Again, participants emphasised the need for community gardens, especially for those struggling with low incomes or job insecurity, highlighting the importance of equity and solidarity considerations when making investment decisions.

“Participant 2: There are families and orphaned children who do not have food to eat. So, with this community garden, we can go into the community and give those parents food to eat and prevent them from sleeping on an empty stomach because we will be creating a sense of unity.

Participant 3: I agree with the decision. Because currently, there are no jobs, and there is no money. So, it would be better for us to farm, and we can sleep with food in our stomachs. Because there are homes with unemployed family members, and what do they eat?” (Group 2 - younger men, 18-49)

Further reasons for investment included the benefit of social cohesion of community gardens and clubs that would be brought about by working together. Participants believed that gardens and clubs would enable them to meet more frequently, form relations with each other and offer mutual assistance.

“It should help us to know each other better - as men and women of the community. Women have their things to plant, men have got their things to do - you can build a bigger garden and work together as a community.

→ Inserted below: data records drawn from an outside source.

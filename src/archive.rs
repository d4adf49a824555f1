//! Archive layout: canonical metadata filenames, the writer-side scratch
//! container, and the merged-metadata object format.
//!
//! An archive is a directory immediately beneath the mount root whose
//! name is a UUIDv4. Its six small metadata files travel as one merged
//! object with a fixed offset header; segment files are standalone
//! objects streamed whole.

pub mod container;
pub mod merged;

pub use container::MetadataContainer;
pub use merged::{split_merged_metadata, MERGED_HEADER_LEN};

use uuid::{Uuid, Version};

/// Canonical per-archive metadata filenames, in merged-object order.
/// The last file extends to the end of the merged object.
pub const METADATA_FILENAMES: [&str; 6] = [
    "logtype.dict",
    "logtype.segindex",
    "metadata",
    "metadata.db",
    "var.dict",
    "var.segindex",
];

/// Transient files the compressor creates next to `metadata.db`; staged
/// locally, never uploaded.
pub const METADATA_GENERATED_FILES: [&str; 2] = ["metadata.db-journal", "metadata.db-wal"];

/// Object name of an archive's merged metadata.
pub const MERGED_METADATA_OBJECT_NAME: &str = "merged_metadata";

pub fn is_metadata_filename(name: &str) -> bool {
    METADATA_FILENAMES.contains(&name)
}

pub fn is_generated_filename(name: &str) -> bool {
    METADATA_GENERATED_FILES.contains(&name)
}

/// Whether `name` looks like an archive directory (a UUIDv4).
pub fn is_archive_name(name: &str) -> bool {
    match Uuid::parse_str(name) {
        Ok(uuid) => uuid.get_version() == Some(Version::Random),
        Err(_) => false,
    }
}

/// Cache key for one metadata file of one archive.
pub fn metadata_cache_key(archive_name: &str, filename: &str) -> String {
    format!("/{archive_name}/{filename}")
}

#[cfg(test)]
mod tests {
    use super::*;

    #[test]
    fn uuid4_names_are_archives() {
        assert!(is_archive_name("550e8400-e29b-41d4-a716-446655440000"));
    }

    #[test]
    fn non_uuid_names_are_not_archives() {
        assert!(!is_archive_name("s"));
        assert!(!is_archive_name("metadata.db"));
        assert!(!is_archive_name("550e8400"));
    }

    #[test]
    fn uuid1_names_are_not_archives() {
        // Version nibble says time-based, not random.
        assert!(!is_archive_name("550e8400-e29b-11d4-a716-446655440000"));
    }
}
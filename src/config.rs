// config.rs — Compile-time tunables for the FUSE layer.
//
// Runtime configuration (credentials, endpoint, path prefix) lives in
// `s3path::S3MountConfig`; everything here is a fixed default chosen for
// the sequential access patterns the mounts are optimized for.

use std::time::Duration;

/// Network buffer size for sequential read streams. Objects whose listed
/// size is at or below this threshold are drained into memory at open and
/// served without holding a network stream.
pub const SEQUENTIAL_READ_BUFFER_SIZE: usize = 128 * 1024;

/// Chunk size used when draining local scratch files into an upload
/// stream during the merged-metadata flush.
pub const SEQUENTIAL_WRITE_BUFFER_SIZE: usize = 128 * 1024;

/// Synthetic `st_size` reported for streamed files whose real size is
/// unknown to the CLP read mount. Readers discover end-of-data at EOF.
pub const DEFAULT_MAX_FILE_SIZE: u64 = 4 * 1024 * 1024 * 1024;

/// Capacity of the pre-opened stream hand-off queue. The pre-opener
/// blocks once this many streams are waiting to be consumed.
pub const PREOPENED_QUEUE_CAPACITY: usize = 16;

/// Number of recyclable read streams seeded into the pre-opener pool.
pub const DEFAULT_PREOPENED_STREAM_COUNT: usize = 16;

/// Capacity of the metadata-download request queue.
pub const CACHE_REQUEST_QUEUE_CAPACITY: usize = 500;

/// Number of in-flight buffers between a FUSE write handler and its
/// upload worker thread. Bounds memory per open upload stream.
pub const UPLOAD_CHANNEL_CAPACITY: usize = 8;

/// Poll interval while waiting for the metadata downloader to populate
/// the cache.
pub const METADATA_POLL_INTERVAL: Duration = Duration::from_millis(50);

/// Interval between "still waiting" warnings while blocked on the
/// metadata cache.
pub const METADATA_WAIT_WARN_INTERVAL: Duration = Duration::from_secs(1);

/// Upper bound on a metadata-cache wait before the read fails with EIO.
pub const METADATA_WAIT_TIMEOUT: Duration = Duration::from_secs(300);

/// Lifetime of presigned object URLs backing read streams. Streams are
/// short-lived relative to this; expiry only needs to outlast a mount's
/// longest single-object scan.
pub const PRESIGNED_URL_EXPIRY_SECS: u32 = 6 * 3600;
//! In-memory attribute / directory caches and the disk-backed metadata
//! cache.
//!
//! The attribute and readdir caches are built once, before the FUSE loop
//! starts, by a paginated listing of the configured prefix (or from an
//! already known manifest). They are never mutated afterwards except for
//! the one-way `ordered_read_pending` flag, so the mount thread and the
//! pre-opener can share them without locking.

pub mod attr;
pub mod disk;
pub mod readdir;

pub use attr::{has_streaming_extension, AttrCache, FileMetadata};
pub use disk::MetadataCache;
pub use readdir::{DirectoryNode, ReaddirCache};

use crate::error::Result;
use crate::s3path::S3MountConfig;
use crate::store::Connection;

/// Builds both caches from a paginated listing of the mount's prefix.
pub fn generate_caches(
    config: &S3MountConfig,
    connection: &Connection,
    using_ordered_reads: bool,
) -> Result<(AttrCache, ReaddirCache)> {
    let mut attr_cache = AttrCache::new();
    let mut readdir_cache = ReaddirCache::new();

    for (key, size) in connection.list_objects(config.key_prefix())? {
        let fuse_path = config.fuse_path_for_key(&key)?;
        readdir_cache.add_file(&fuse_path);
        attr_cache.insert(&fuse_path, size, using_ordered_reads);
    }
    Ok((attr_cache, readdir_cache))
}

/// Builds both caches from an already known `(path, size)` manifest,
/// skipping the listing round-trip.
pub fn generate_caches_from_metadata(
    entries: impl IntoIterator<Item = (String, u64)>,
    using_ordered_reads: bool,
) -> (AttrCache, ReaddirCache) {
    let mut attr_cache = AttrCache::new();
    let mut readdir_cache = ReaddirCache::new();

    for (fuse_path, size) in entries {
        readdir_cache.add_file(&fuse_path);
        attr_cache.insert(&fuse_path, size, using_ordered_reads);
    }
    (attr_cache, readdir_cache)
}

This thing helps us never to spend money on those street vendors. […] It helps with building friendships, know each other better, respect because you don't live alone in this world. So, I like that one a lot because it brings us together instead of only meeting at stokvels or society meetings only.” (Group 2 - younger men, 18-49)

Other reasons put forward for investment included a focus on harm prevention. For some participants, regular involvement in gardening and clubs was directly associated with less time spent engaging in unhealthy behaviour like alcohol consumption.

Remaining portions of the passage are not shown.